Произведения художника неоднократно выставлялись в СССР и за рубежом, находятся в собраниях Третьяковской галереи, музея изобразительных искусств имени Пушкина, Русского и Радищевского музеев. Александр Скворцов умер в Саратове в 1964 году.
[1] В 1953 г. переименована в Приволжскую железную дорогу.
[2] О нем см.: Алексей Голицын. История репрессий: «Ложная честь» художника Скворцова.
[3] О нем см.: Вячеслав Лопатин. Цвет – звук; свет, тьма // Волга. 2008. № 1; Алексей Голицын. История ареста художника Ивана Щеглова // Волга. 2018. № 7-8.
[4] Губернский совет профессиональных союзов.
[5] Плановый институт.
[6] Петр Иванович Котов (1889, Астраханская губерния – 1953, Москва) – художник, заслуженный деятель искусств РСФСР (1946), лауреат Сталинской премии (1948).
[7] Петр Саввич Уткин (1877, Тамбов – 1934, Ленинград) – художник.
[8] Техник отдела пути дирекции РУжд, проходил по делу свидетелем.

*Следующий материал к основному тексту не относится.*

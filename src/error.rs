//! Error types for the trellis composition pipeline.

use thiserror::Error;

/// Errors raised while preparing or building a composed unit tree.
///
/// Failures coming from user factories, context tasks, transformers and claimed
/// children are propagated unchanged. A child that fails aborts its container
/// with the child's own error, so the caller always sees the original diagnostic.
#[derive(Debug, Clone, Error, PartialEq, Eq)]
pub enum RoutingError {
    #[error("{factory} does not accept {context} ({found}) as a context, expected {expected}")]
    ContextTypeMismatch {
        factory: String,
        expected: &'static str,
        found: &'static str,
        context: String,
    },

    #[error("{task} cannot be performed on {unit}, expected {expected}")]
    UnitTypeMismatch {
        task: String,
        expected: &'static str,
        unit: String,
    },

    #[error("Children have already been scraped by {0}")]
    ChildrenAlreadyScraped(String),

    #[error("{0} has already been prepared")]
    AlreadyPrepared(String),

    #[error("{0} has already been built")]
    AlreadyBuilt(String),

    #[error("{container} built {pending} claimed children without embedding them")]
    ChildrenNotEmbedded { container: String, pending: usize },

    #[error("Composition failed: {0}")]
    CompositionFailed(String),

    #[error("{0}")]
    Message(String),
}

impl RoutingError {
    /// Convenience constructor for failures raised by user factories and tasks.
    pub fn message(msg: impl Into<String>) -> Self {
        RoutingError::Message(msg.into())
    }
}

/// Configuration and logging setup errors
#[derive(Debug, Error)]
pub enum ConfigError {
    #[error("Failed to load configuration: {0}")]
    Load(#[from] config::ConfigError),

    #[error("Invalid configuration: {0}")]
    Invalid(String),

    #[error("Logging setup failed: {0}")]
    Logging(String),

    #[error("Failed to serialize configuration: {0}")]
    Serialize(#[from] toml::ser::Error),
}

[9] В марте 1933 г. саратовские чекисты направили в транспортный отдел ГПУ г. Москвы следующий запрос: «ЯКОВЛЕВ Леонид Дмитриевич, 1898 года рождения, по профессии художник, прибыл в Саратов из Москвы, дата приезда неизвестна. В 1930 году в г. Саратове работал в Крайисполкоме и затем в ОГИЗ’е. <…> ДТО ОГПУ Р.У.ж.д. просит срочно установить в Москве указанного выше ЯКОВЛЕВА и ориентировать нас о всех имеющихся материалах на него по Москве. <…> просьба такового арестовать и спец. конвоем направить в Саратов, так как у нас имеются сведения о том, что помимо СКВОРЦОВА в к.р. организации ЯКОВЛЕВЫМ были завербованы и другие лица, проходящие у нас по агентурному делу «Эсперантист».
По данным Книги памяти жертв политических репрессий Восточной Сибири, Л.Д. Яковлев расстрелян 21 февраля 1938 г.
[10] Георгий Ипполитович Оппоков (1888, Саратов – 1938, Москва). Дворянин, член РСДРП с 1903 г. Партийный псевдоним – Жорж. В 1933 г. – заместитель председателя Госплана СССР, затем член бюро Комиссии советского контроля при СНК СССР. Арестован в июне 1937 г., по приговору Военной коллегии Верховного суда СССР расстрелян 30 декабря 1938 г.
[11] Монастырская слобода близ Спасо-Преображенского мужского монастыря. Ныне находится в черте города Саратова.
[12] Немецкое государственное издательство в АССР Немцев Поволжья.
[13] Увек (Укек) – один из первых крупных городов Золотой Орды. Ныне участок Заводского (Сталинского) района на окраине Саратова.
[14] Саратовский завод комбайнов.
[15] Объединение государственных книжно-журнальных издательств.